→ **Exercise details**:
In the material below, list every line carrying the string "ContextProcessingOptions".
========================
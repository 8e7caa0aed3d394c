use json_syntax::{Object, Value};

use crate::{
	algorithms::{context_processing::expand_iri, ProcessingEnvironment},
	context::Type,
	util::{object1, string, ObjectExt},
	ActiveContext,
};

/// Value expansion.
///
/// Turns a scalar into a value object, or into a node reference when the
/// active property has an `@id` or `@vocab` type mapping.
///
/// See <https://www.w3.org/TR/json-ld11-api/#value-expansion>.
pub fn expand_value(
	env: &mut impl ProcessingEnvironment,
	active_context: &ActiveContext,
	active_property: Option<&str>,
	value: &Value,
) -> Value {
	let definition = active_property.and_then(|p| active_context.get(p));
	let typ = definition.and_then(|d| d.typ.as_ref());

	if let Value::String(s) = value {
		// 1) If the `active_property` has a type mapping in `active_context`
		// that is @id, and the value is a string, return a new map containing a
		// single entry where the key is @id and the value is the result of IRI
		// expanding value using true for document relative and false for vocab.
		// 2) If active property has a type mapping in active context that is
		// @vocab, and the value is a string, return a new map containing a
		// single entry where the key is @id and the value is the result of IRI
		// expanding value using true for document relative.
		let vocab = match typ {
			Some(Type::Id) => Some(false),
			Some(Type::Vocab) => Some(true),
			_ => None,
		};

		if let Some(vocab) = vocab {
			return match expand_iri(env, active_context, s, true, vocab) {
				Some(id) => Value::Object(object1("@id", string(id))),
				None => Value::Null,
			};
		}
	}

	// 3) Otherwise, initialize `result` to a map with an @value entry whose
	// value is set to `value`.
	let mut result = Object::new();
	result.set("@value", value.clone());

	match typ {
		// 4) If `active_property` has a type mapping in active context, other
		// than @id, @vocab, or @none, add @type to `result` and set its value
		// to the value associated with the type mapping.
		Some(typ @ (Type::Json | Type::Iri(_))) => result.set("@type", string(typ.as_str())),
		// 5) Otherwise, if value is a string:
		_ => {
			if let Value::String(_) = value {
				// 5.1) Initialize `language` to the language mapping for
				// `active_property` in `active_context`, if any, otherwise to
				// the default language of `active_context`.
				let language = match definition.and_then(|d| d.language.as_ref()) {
					Some(language) => language.as_deref(),
					None => active_context.default_language(),
				};

				// 5.2) Initialize `direction` to the direction mapping for
				// `active_property` in `active_context`, if any, otherwise to
				// the default base direction of `active_context`.
				let direction = match definition.and_then(|d| d.direction) {
					Some(direction) => direction,
					None => active_context.default_base_direction(),
				};

				// 5.3) If `language` is not null, add @language to result with
				// the value `language`.
				if let Some(language) = language {
					result.set("@language", string(language))
				}

				// 5.4) If `direction` is not null, add @direction to result
				// with the value `direction`.
				if let Some(direction) = direction {
					result.set("@direction", string(direction.as_str()))
				}
			}
		}
	}

	Value::Object(result)
}
use json_syntax::{object::Entry, Object, Value};

use super::Compactor;
use crate::{
	context::Type,
	util::{as_str, is_keyword_key, string, ObjectExt},
	ActiveContext, ContainerItem, Error,
};

impl<'a> Compactor<'a> {
	/// Value compaction.
	///
	/// Returns a scalar when `value` can be represented by one, otherwise a
	/// copy of `value` with compacted keywords.
	///
	/// See <https://www.w3.org/TR/json-ld11-api/#value-compaction>.
	pub fn compact_value(
		&self,
		active_context: &ActiveContext,
		value: &Object,
	) -> Result<Value, Error> {
		let definition = self.active_property.and_then(|p| active_context.get(p));
		let type_mapping = definition.and_then(|d| d.typ.as_ref());
		let container = definition.map(|d| d.container).unwrap_or_default();

		// 3) Initialize language to the language mapping for active property
		// in active context, if any, otherwise to the default language of
		// active context.
		let language = match definition.and_then(|d| d.language.as_ref()) {
			Some(language) => language.as_deref(),
			None => active_context.default_language(),
		};

		// 4) Initialize direction to the direction mapping for active property
		// in active context, if any, otherwise to the default base direction
		// of active context.
		let direction = match definition.and_then(|d| d.direction) {
			Some(direction) => direction,
			None => active_context.default_base_direction(),
		};

		let has_index = value.has("@index");
		let index_allowed = !has_index || container.contains(ContainerItem::Index);
		let value_type = value.value("@type").and_then(as_str);

		// 5) If value has an @id entry and has no other entries other than
		// @index:
		if value.has("@id") && value.key_strs().all(|k| k == "@id" || k == "@index") {
			if let Some(id) = value.value("@id").and_then(as_str) {
				match type_mapping {
					// 5.1) If the type mapping of active property is set to
					// @id, set result to the result of IRI compacting the value
					// associated with the @id entry using false for vocab.
					Some(Type::Id) => return Ok(string(self.compact_iri_with(active_context, id, false)?)),
					// 5.2) Otherwise, if the type mapping of active property is
					// set to @vocab, set result to the result of IRI compacting
					// the value associated with the @id entry.
					Some(Type::Vocab) => return Ok(string(self.compact_iri_with(active_context, id, true)?)),
					_ => (),
				}
			}
		} else if let Some(inner) = value.value("@value") {
			match (value_type, type_mapping) {
				// 6) Otherwise, if value has an @type entry whose value
				// matches the type mapping of active property, set result to
				// the value associated with the @value entry of value.
				(Some(t), Some(mapping)) if t == mapping.as_str() && index_allowed => {
					return Ok(inner.clone())
				}
				// 7) Otherwise, if the type mapping of active property is
				// @none, or value has an @type entry, and the value of @type
				// in value does not match the type mapping of active property,
				// leave value as is, as value compaction is disabled.
				(_, Some(Type::None)) | (Some(_), _) => (),
				_ => {
					if !matches!(inner, Value::String(_)) {
						// 8) Otherwise, if the value of the @value entry is not
						// a string:
						// 8.1) If value has an @index entry, and the container
						// mapping associated to active property includes
						// @index, or if value has no @index entry, set result
						// to the value associated with the @value entry.
						if index_allowed && !value.has("@language") && !value.has("@direction") {
							return Ok(inner.clone());
						}
					} else {
						// 9) Otherwise, if value has an @language entry whose
						// value exactly matches language, using a
						// case-insensitive comparison if it is not null, or is
						// not present, if language is null, and the value has
						// a @direction entry whose value exactly matches
						// direction, if it is not null, or is not present, if
						// direction is null:
						let same_language = match (value.value("@language").and_then(as_str), language) {
							(Some(a), Some(b)) => a.eq_ignore_ascii_case(b),
							(None, None) => true,
							_ => false,
						};

						let same_direction = value.value("@direction").and_then(as_str)
							== direction.map(|d| d.as_str());

						// 9.1) If value has an @index entry, and the container
						// mapping associated to active property includes
						// @index, or value has no @index entry, set result to
						// the value associated with the @value entry.
						if same_language && same_direction && index_allowed {
							return Ok(inner.clone());
						}
					}
				}
			}
		}

		// 10) If result is a map, replace each key in result with the result of
		// IRI compacting that key.
		let mut result = Object::new();
		for Entry { key, value } in value.entries() {
			let key = key.as_str();
			let value = match (key, value) {
				// The type of a value object is compacted as a type.
				("@type", Value::String(t)) => string(self.compact_iri_with(active_context, t, true)?),
				_ => value.clone(),
			};

			if is_keyword_key(key) {
				result.set(&self.compact_iri_with(active_context, key, true)?, value)
			} else {
				result.set(key, value)
			}
		}

		// 11) Return result.
		Ok(Value::Object(result))
	}
}
use json_syntax::{Object, Value};
use mown::Mown;

use super::{expand_value, keyword_of, Expander};
use crate::{
	algorithms::{context_processing::expand_iri, process_context, ProcessingEnvironment},
	keyword::is_keyword_like,
	util::{as_array, as_str, is_absolute_iri, object1, sorted_entries, ObjectExt},
	ActiveContext, ContainerItem, Error, ErrorCode, TermDefinition,
};

impl<'a> Expander<'a> {
	/// Expand an element.
	///
	/// See <https://www.w3.org/TR/json-ld11-api/#expansion-algorithm>.
	/// The default specified value for `from_map` is `false`.
	pub fn expand_element(
		&self,
		env: &mut impl ProcessingEnvironment,
		element: &Value,
		from_map: bool,
	) -> Result<Value, Error> {
		let active_property_definition = self.active_property_definition();

		match element {
			// 1) If `element` is null, return null.
			Value::Null => Ok(Value::Null),
			// 5) If `element` is an array,
			Value::Array(items) => {
				self.expand_array(env, active_property_definition, items, from_map)
			}
			// 6) Otherwise `element` is a map.
			Value::Object(object) => {
				self.expand_object(env, active_property_definition, object, from_map)
			}
			// 4) If `element` is a scalar,
			scalar => {
				// 4.1) If `active_property` is null or @graph, drop the
				// free-floating scalar by returning null.
				if matches!(self.active_property, None | Some("@graph")) {
					return Ok(Value::Null);
				}

				// 4.2) If `property_scoped_context` is defined, set
				// `active_context` to the result of the Context Processing
				// algorithm, passing `active_context`, `property_scoped_context`
				// as local context, and `base_url` from the term definition for
				// `active_property` in `active_context`.
				if let Some(definition) = active_property_definition {
					if let Some(context) = &definition.context {
						let active_context = process_context(
							env,
							self.active_context,
							context,
							definition.base_url.as_deref(),
							self.options.into(),
						)?;

						return Ok(expand_value(
							env,
							&active_context,
							self.active_property,
							scalar,
						));
					}
				}

				// 4.3) Return the result of the Value Expansion algorithm,
				// passing the `active_context`, `active_property`, and
				// `element` as value.
				Ok(expand_value(
					env,
					self.active_context,
					self.active_property,
					scalar,
				))
			}
		}
	}

	fn expand_array(
		&self,
		env: &mut impl ProcessingEnvironment,
		active_property_definition: Option<&TermDefinition>,
		items: &[Value],
		from_map: bool,
	) -> Result<Value, Error> {
		let is_list = active_property_definition
			.is_some_and(|d| d.container.contains(ContainerItem::List));

		// 5.1) Initialize an empty array, `result`.
		let mut result = Vec::new();

		// 5.2) For each `item` in `element`:
		for item in items {
			// 5.2.1) Initialize `expanded_item` to the result of using this
			// algorithm recursively, passing `active_context`,
			// `active_property`, `item` as element, `base_url`, the
			// `frame_expansion`, `ordered`, and `from_map` flags.
			let mut expanded_item = self.expand_element(env, item, from_map)?;

			// 5.2.2) If the container mapping of `active_property` includes
			// @list, and `expanded_item` is an array, set `expanded_item` to a
			// new map containing the entry @list where the value is the
			// original `expanded_item`.
			if is_list && matches!(expanded_item, Value::Array(_)) {
				expanded_item = Value::Object(object1("@list", expanded_item))
			}

			// 5.2.3) If `expanded_item` is an array, append each of its items
			// to result. Otherwise, if `expanded_item` is not null, append it
			// to result.
			match expanded_item {
				Value::Array(items) => result.extend(items),
				Value::Null => (),
				item => result.push(item),
			}
		}

		// 5.3) Return result.
		Ok(Value::Array(result))
	}

	fn expand_object(
		&self,
		env: &mut impl ProcessingEnvironment,
		active_property_definition: Option<&TermDefinition>,
		element: &Object,
		from_map: bool,
	) -> Result<Value, Error> {
		// Preliminary key expansions.
		let mut has_value_entry = false;
		let mut has_id_entry = false;
		for key in element.key_strs() {
			match keyword_of(self.active_context, key) {
				Some("@value") => has_value_entry = true,
				Some("@id") => has_id_entry = true,
				_ => (),
			}
		}

		// 7) If `active_context` has a `previous_context`, the active context is
		// not propagated. If `from_map` is undefined or false, and `element`
		// does not contain an entry expanding to @value, and `element` does not
		// consist of a single entry expanding to @id (where entries are IRI
		// expanded), set `active_context` to previous context from
		// `active_context`, as the scope of a term-scoped context does not
		// apply when processing new node objects.
		let mut active_context = Mown::Borrowed(self.active_context);
		if let Some(previous_context) = self.active_context.previous_context() {
			if !from_map && !has_value_entry && !(element.len() == 1 && has_id_entry) {
				active_context = Mown::Borrowed(previous_context)
			}
		}

		// 8) If `property_scoped_context` is defined, set `active_context` to
		// the result of the Context Processing algorithm, passing
		// `active_context`, `property_scoped_context` as local context,
		// `base_url` from the term definition for `active_property` in
		// `active_context` and `true` for `override_protected`.
		if let Some(definition) = active_property_definition {
			if let Some(context) = &definition.context {
				active_context = Mown::Owned(process_context(
					env,
					&active_context,
					context,
					definition.base_url.as_deref(),
					self.context_options().with_override(),
				)?)
			}
		}

		// 9) If `element` contains the entry @context, set `active_context` to
		// the result of the Context Processing algorithm, passing
		// `active_context`, the value of the @context entry as local context
		// and `base_url`.
		if let Some(context) = element.value("@context") {
			active_context = Mown::Owned(process_context(
				env,
				&active_context,
				context,
				self.base_url,
				self.context_options(),
			)?)
		}

		// 10) Initialize `type_scoped_context` to `active_context`. This is used
		// for expanding values that may be relevant to any previous type-scoped
		// context.
		let type_scoped_context = active_context;
		let mut active_context = Mown::Borrowed(&*type_scoped_context);

		// 11) For each `key` and `value` in `element` ordered lexicographically
		// by key where key IRI expands to @type:
		let mut type_entry = None;
		for entry in sorted_entries(element, true) {
			if keyword_of(&type_scoped_context, entry.key.as_str()) == Some("@type") {
				if type_entry.is_none() {
					type_entry = Some(&entry.value)
				}

				// 11.2) For each `term` which is a value of `value` ordered
				// lexicographically, if `term` is a string, and `term`'s term
				// definition in `type_scoped_context` has a `local_context`,
				// set `active_context` to the result of the Context Processing
				// algorithm, passing `active_context`, the value of the
				// `term`'s local context as `local_context`, `base_url` from the
				// term definition for value in `active_context`, and `false`
				// for `propagate`.
				let mut terms: Vec<&str> = as_array(&entry.value).iter().filter_map(as_str).collect();
				terms.sort_unstable();
				for term in terms {
					if let Some(definition) = type_scoped_context.get(term) {
						if let Some(context) = &definition.context {
							let base_url = definition.base_url.as_deref();
							active_context = Mown::Owned(process_context(
								env,
								&active_context,
								context,
								base_url,
								self.context_options().without_propagation(),
							)?)
						}
					}
				}
			}
		}

		// 12) Initialize `input_type` to expansion of the last value of the
		// first entry in `element` expanding to @type (if any), ordering
		// entries lexicographically by key.
		let input_type = type_entry
			.and_then(|value| as_array(value).last())
			.and_then(as_str)
			.filter(|t| !is_keyword_like(t))
			.and_then(|t| expand_iri(env, &active_context, t, false, true));

		// 13) Expand the entries.
		let mut result = Object::new();
		self.with(&active_context, self.active_property).expand_entries(
			env,
			&type_scoped_context,
			element,
			input_type.as_deref(),
			&mut result,
		)?;

		self.finalize(result)
	}

	/// Result post-processing (steps 14 to 19 of the expansion algorithm).
	fn finalize(&self, mut result: Object) -> Result<Value, Error> {
		// 14) If result contains the entry @value:
		if result.has("@value") {
			// 14.1) The result must not contain any entries other than
			// @direction, @index, @language, @type, and @value. It must not
			// contain an @type entry if it contains either @language or
			// @direction entries. Otherwise, an invalid value object error has
			// been detected and processing is aborted.
			if result.key_strs().any(|k| {
				!matches!(
					k,
					"@direction" | "@index" | "@language" | "@type" | "@value"
				)
			}) || (result.has("@type") && (result.has("@language") || result.has("@direction")))
			{
				return Err(ErrorCode::InvalidValueObject.into());
			}

			// 14.2) If the result's @type entry is @json, then the @value entry
			// may contain any value, and is treated as a JSON literal.
			let is_json = result.value("@type").and_then(as_str) == Some("@json");
			if !is_json {
				// 14.3) Otherwise, if the value of result's @value entry is null,
				// or an empty array, return null.
				match result.value("@value") {
					Some(Value::Null) => return Ok(Value::Null),
					Some(Value::Array(items)) if items.is_empty() => return Ok(Value::Null),
					_ => (),
				}

				if !self.options.frame_expansion {
					// 14.4) Otherwise, if the value of result's @value entry is
					// not a string and result contains the entry @language, an
					// invalid language-tagged value error has been detected
					// (only strings can be language-tagged) and processing is
					// aborted.
					if !matches!(result.value("@value"), Some(Value::String(_)))
						&& result.has("@language")
					{
						return Err(ErrorCode::InvalidLanguageTaggedValue.into());
					}

					// 14.5) Otherwise, if the result has an @type entry and its
					// value is not an IRI, an invalid typed value error has been
					// detected and processing is aborted.
					if let Some(typ) = result.value("@type") {
						if !as_str(typ).is_some_and(is_absolute_iri) {
							return Err(ErrorCode::InvalidTypedValue.into());
						}
					}
				}
			}
		}
		// 15) Otherwise, if result contains the entry @type and its associated
		// value is not an array, set it to an array containing only the
		// associated value.
		else if let Some(typ) = result.value_mut("@type") {
			if !matches!(typ, Value::Array(_)) {
				let value = std::mem::replace(typ, Value::Null);
				*typ = Value::Array(vec![value])
			}
		}
		// 16) Otherwise, if result contains the entry @set or @list:
		else if result.has("@set") || result.has("@list") {
			// 16.1) The result must contain at most one other entry which must
			// be @index. Otherwise, an invalid set or list object error has
			// been detected and processing is aborted.
			if result.len() > 2 || (result.len() == 2 && !result.has("@index")) {
				return Err(ErrorCode::InvalidSetOrListObject.into());
			}
		}

		// 16.2) If result contains the entry @set, then set result to the
		// entry's associated value.
		let result = match result.take("@set") {
			Some(set) => set,
			None => Value::Object(result),
		};

		if let Value::Object(object) = &result {
			// 17) If result is a map that contains only the entry @language,
			// return null.
			if object.len() == 1 && object.has("@language") {
				return Ok(Value::Null);
			}

			// 18) If active property is null or @graph, drop free-floating
			// values as follows:
			if !self.options.frame_expansion
				&& matches!(self.active_property, None | Some("@graph"))
			{
				// 18.1) If result is a map which is empty, or contains @value
				// or @list, set result to null.
				// 18.2) Otherwise, if result is a map whose only entry is @id,
				// set result to null.
				if object.is_empty()
					|| object.has("@value")
					|| object.has("@list")
					|| (object.len() == 1 && object.has("@id"))
				{
					return Ok(Value::Null);
				}
			}
		}

		// 19) Return result.
		Ok(result)
	}
}

/// Applies the property-scoped context of `key`, if any.
pub(super) fn scoped_context<'c>(
	env: &mut impl ProcessingEnvironment,
	expander: &Expander,
	active_context: &'c ActiveContext,
	key: &str,
) -> Result<Mown<'c, ActiveContext>, Error> {
	match active_context.get(key) {
		Some(definition) => match &definition.context {
			Some(context) => Ok(Mown::Owned(process_context(
				env,
				active_context,
				context,
				definition.base_url.as_deref(),
				expander.context_options().with_override(),
			)?)),
			None => Ok(Mown::Borrowed(active_context)),
		},
		None => Ok(Mown::Borrowed(active_context)),
	}
}
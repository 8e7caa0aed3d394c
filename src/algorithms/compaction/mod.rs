//! Compaction algorithm.
//!
//! See: <https://www.w3.org/TR/json-ld11-api/#compaction-algorithms>
use json_syntax::{Object, Value};

use crate::{
	algorithms::ProcessingEnvironment,
	util::{is_keyword_key, ObjectExt},
	ActiveContext, Error,
};

mod element;
mod iri;
mod options;
mod property;
mod value;

pub use iri::compact_iri;
pub use options::*;

/// Compactor.
///
/// Holds the parameters shared by the recursive calls of the compaction
/// algorithm.
#[derive(Clone, Copy)]
pub struct Compactor<'a> {
	pub options: CompactionOptions,
	pub active_context: &'a ActiveContext,
	pub active_property: Option<&'a str>,
}

impl<'a> Compactor<'a> {
	pub fn new(active_context: &'a ActiveContext, options: CompactionOptions) -> Self {
		Self {
			options,
			active_context,
			active_property: None,
		}
	}

	pub fn with_active_context<'b>(&self, active_context: &'b ActiveContext) -> Compactor<'b>
	where
		'a: 'b,
	{
		Compactor {
			options: self.options,
			active_context,
			active_property: self.active_property,
		}
	}

	pub fn with_active_property<'b>(&self, active_property: Option<&'b str>) -> Compactor<'b>
	where
		'a: 'b,
	{
		Compactor {
			options: self.options,
			active_context: self.active_context,
			active_property,
		}
	}

	/// Compacts `iri` with the given context.
	pub(crate) fn compact_iri_with(
		&self,
		active_context: &ActiveContext,
		iri: &str,
		vocab: bool,
	) -> Result<String, Error> {
		compact_iri(active_context, iri, None, vocab, false, self.options)
	}

	/// Compacts a keyword into its alias, if any.
	pub(crate) fn alias(&self, keyword: &str) -> Result<String, Error> {
		self.compact_iri_with(self.active_context, keyword, true)
	}
}

/// Compacts an expanded document.
///
/// The result is an object: top-level arrays are wrapped into `@graph`.
pub fn compact(
	env: &mut impl ProcessingEnvironment,
	active_context: &ActiveContext,
	expanded: &Value,
	options: CompactionOptions,
) -> Result<Value, Error> {
	log::debug!("compacting document");
	let compactor = Compactor::new(active_context, options);
	let compacted = compactor.compact_element(env, expanded)?;

	// If compacted output is an empty array, replace it with a new map.
	// Otherwise, if compacted output is an array, replace it with a new map
	// with a single entry whose key is the result of IRI compacting @graph
	// and value is compacted output.
	match compacted {
		Value::Array(items) if items.is_empty() => Ok(Value::Object(Object::new())),
		Value::Array(items) => {
			let mut result = Object::new();
			result.set(&compactor.alias("@graph")?, Value::Array(items));
			Ok(Value::Object(result))
		}
		Value::Null => Ok(Value::Object(Object::new())),
		compacted => Ok(compacted),
	}
}

/// Adds the `@context` entry to a compacted document.
///
/// Nothing is added when `context` is null or empty. Empty documents still
/// get the context.
pub fn embed_context(document: Value, context: &Value) -> Value {
	let is_empty_context = match context {
		Value::Null => true,
		Value::Array(items) => items.is_empty(),
		Value::Object(object) => object.is_empty(),
		_ => false,
	};

	match document {
		Value::Object(mut object) if !is_empty_context => {
			object.push_front("@context".into(), context.clone());
			Value::Object(object)
		}
		document => document,
	}
}

/// Checks if `key` compacts a keyword.
fn is_keyword_alias(compactor: &Compactor, key: &str, keyword: &str) -> bool {
	key == keyword
		|| (!is_keyword_key(key)
			&& compactor
				.active_context
				.get(key)
				.is_some_and(|d| d.iri() == Some(keyword)))
}

#[cfg(test)]
mod tests {
	use super::*;
	use crate::{
		algorithms::{expansion, process_context, ContextProcessingOptions, ExpansionOptions},
		util::deep_equals,
		NoLoader,
	};
	use iref::Iri;
	use json_syntax::Parse;

	fn parse(s: &str) -> Value {
		Value::parse_str(s).unwrap().0
	}

	fn run(expanded: &Value, context: &str) -> Result<Value, Error> {
		let base = Iri::new("http://example.org/doc").unwrap();
		let context_value = parse(context);
		let active_context = process_context(
			&mut NoLoader,
			&ActiveContext::new(Some(base.to_owned())),
			&context_value,
			Some(base),
			ContextProcessingOptions::default(),
		)?;

		let compacted = compact(
			&mut NoLoader,
			&active_context,
			expanded,
			CompactionOptions::default(),
		)?;
		Ok(embed_context(compacted, &context_value))
	}

	fn check(expanded: &str, context: &str, expected: &str) {
		let compacted = run(&parse(expanded), context).unwrap();
		let expected = parse(expected);
		assert!(
			deep_equals(&compacted, &expected),
			"got {compacted:?}, expected {expected:?}"
		)
	}

	#[test]
	fn context_is_embedded_first() {
		let context = parse(r#"{"@vocab": "http://example.org/"}"#);
		let embedded = embed_context(parse(r#"{"p": 1}"#), &context);
		match &embedded {
			Value::Object(o) => assert_eq!(o.entries()[0].key.as_str(), "@context"),
			_ => panic!("expected an object"),
		}

		let empty = embed_context(parse("{}"), &context);
		assert!(deep_equals(
			&empty,
			&parse(r#"{"@context": {"@vocab": "http://example.org/"}}"#)
		));

		let unchanged = embed_context(parse(r#"{"p": 1}"#), &Value::Null);
		assert!(deep_equals(&unchanged, &parse(r#"{"p": 1}"#)))
	}

	#[test]
	fn terms_and_values() {
		check(
			r#"[{
				"@id": "http://example.org/alice",
				"@type": ["http://xmlns.com/foaf/0.1/Person"],
				"http://xmlns.com/foaf/0.1/name": [{"@value": "Alice"}],
				"http://xmlns.com/foaf/0.1/knows": [{"@id": "http://example.org/bob"}]
			}]"#,
			r#"{
				"foaf": "http://xmlns.com/foaf/0.1/",
				"name": "foaf:name",
				"knows": {"@id": "foaf:knows", "@type": "@id"}
			}"#,
			r#"{
				"@context": {
					"foaf": "http://xmlns.com/foaf/0.1/",
					"name": "foaf:name",
					"knows": {"@id": "foaf:knows", "@type": "@id"}
				},
				"@id": "alice",
				"@type": "foaf:Person",
				"name": "Alice",
				"knows": "bob"
			}"#,
		)
	}

	#[test]
	fn top_level_arrays_use_graph() {
		check(
			r#"[
				{"@id": "http://example.org/a", "http://example.org/p": [{"@value": 1}]},
				{"@id": "http://example.org/b", "http://example.org/p": [{"@value": 2}]}
			]"#,
			r#"{"@vocab": "http://example.org/"}"#,
			r#"{
				"@context": {"@vocab": "http://example.org/"},
				"@graph": [{"@id": "a", "p": 1}, {"@id": "b", "p": 2}]
			}"#,
		)
	}

	#[test]
	fn list_container_round_trip() {
		let context = r#"{"items": {"@id": "http://example.org/items", "@container": "@list"}}"#;
		let document = format!(r#"{{"@context": {context}, "items": ["a", "b"]}}"#);

		let base = Iri::new("http://example.org/doc").unwrap();
		let expanded = expansion::expand(
			&mut NoLoader,
			&ActiveContext::new(Some(base.to_owned())),
			&parse(&document),
			Some(base),
			ExpansionOptions::default(),
		)
		.unwrap();

		assert!(deep_equals(
			&expanded,
			&parse(
				r#"[{"http://example.org/items": [{"@list": [{"@value": "a"}, {"@value": "b"}]}]}]"#
			)
		));

		let compacted = run(&expanded, context).unwrap();
		assert!(deep_equals(&compacted, &parse(&document)))
	}

	#[test]
	fn language_and_index_maps() {
		check(
			r#"[{
				"http://example.org/label": [
					{"@value": "Hello", "@language": "en"},
					{"@value": "Bonjour", "@language": "fr"}
				],
				"http://example.org/post": [
					{"@id": "http://example.org/p1", "@index": "first"}
				]
			}]"#,
			r#"{
				"label": {"@id": "http://example.org/label", "@container": "@language"},
				"post": {"@id": "http://example.org/post", "@container": "@index", "@type": "@id"}
			}"#,
			r#"{
				"@context": {
					"label": {"@id": "http://example.org/label", "@container": "@language"},
					"post": {"@id": "http://example.org/post", "@container": "@index", "@type": "@id"}
				},
				"label": {"en": "Hello", "fr": "Bonjour"},
				"post": {"first": "p1"}
			}"#,
		)
	}

	#[test]
	fn reverse_properties() {
		check(
			r#"[{
				"@id": "http://example.org/alice",
				"@reverse": {"http://example.org/parent": [{"@id": "http://example.org/bob"}]}
			}]"#,
			r#"{"children": {"@reverse": "http://example.org/parent", "@type": "@id"}}"#,
			r#"{
				"@context": {"children": {"@reverse": "http://example.org/parent", "@type": "@id"}},
				"@id": "alice",
				"children": "bob"
			}"#,
		)
	}

	#[test]
	fn nested_properties() {
		check(
			r#"[{"@id": "http://example.org/a", "http://example.org/p": [{"@value": "x"}]}]"#,
			r#"{"meta": "@nest", "p": {"@id": "http://example.org/p", "@nest": "meta"}}"#,
			r#"{
				"@context": {"meta": "@nest", "p": {"@id": "http://example.org/p", "@nest": "meta"}},
				"@id": "a",
				"meta": {"p": "x"}
			}"#,
		)
	}
}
========================
→ **Written answer**:
		algorithms::{expansion, process_context, ContextProcessingOptions, ExpansionOptions},
			ContextProcessingOptions::default(),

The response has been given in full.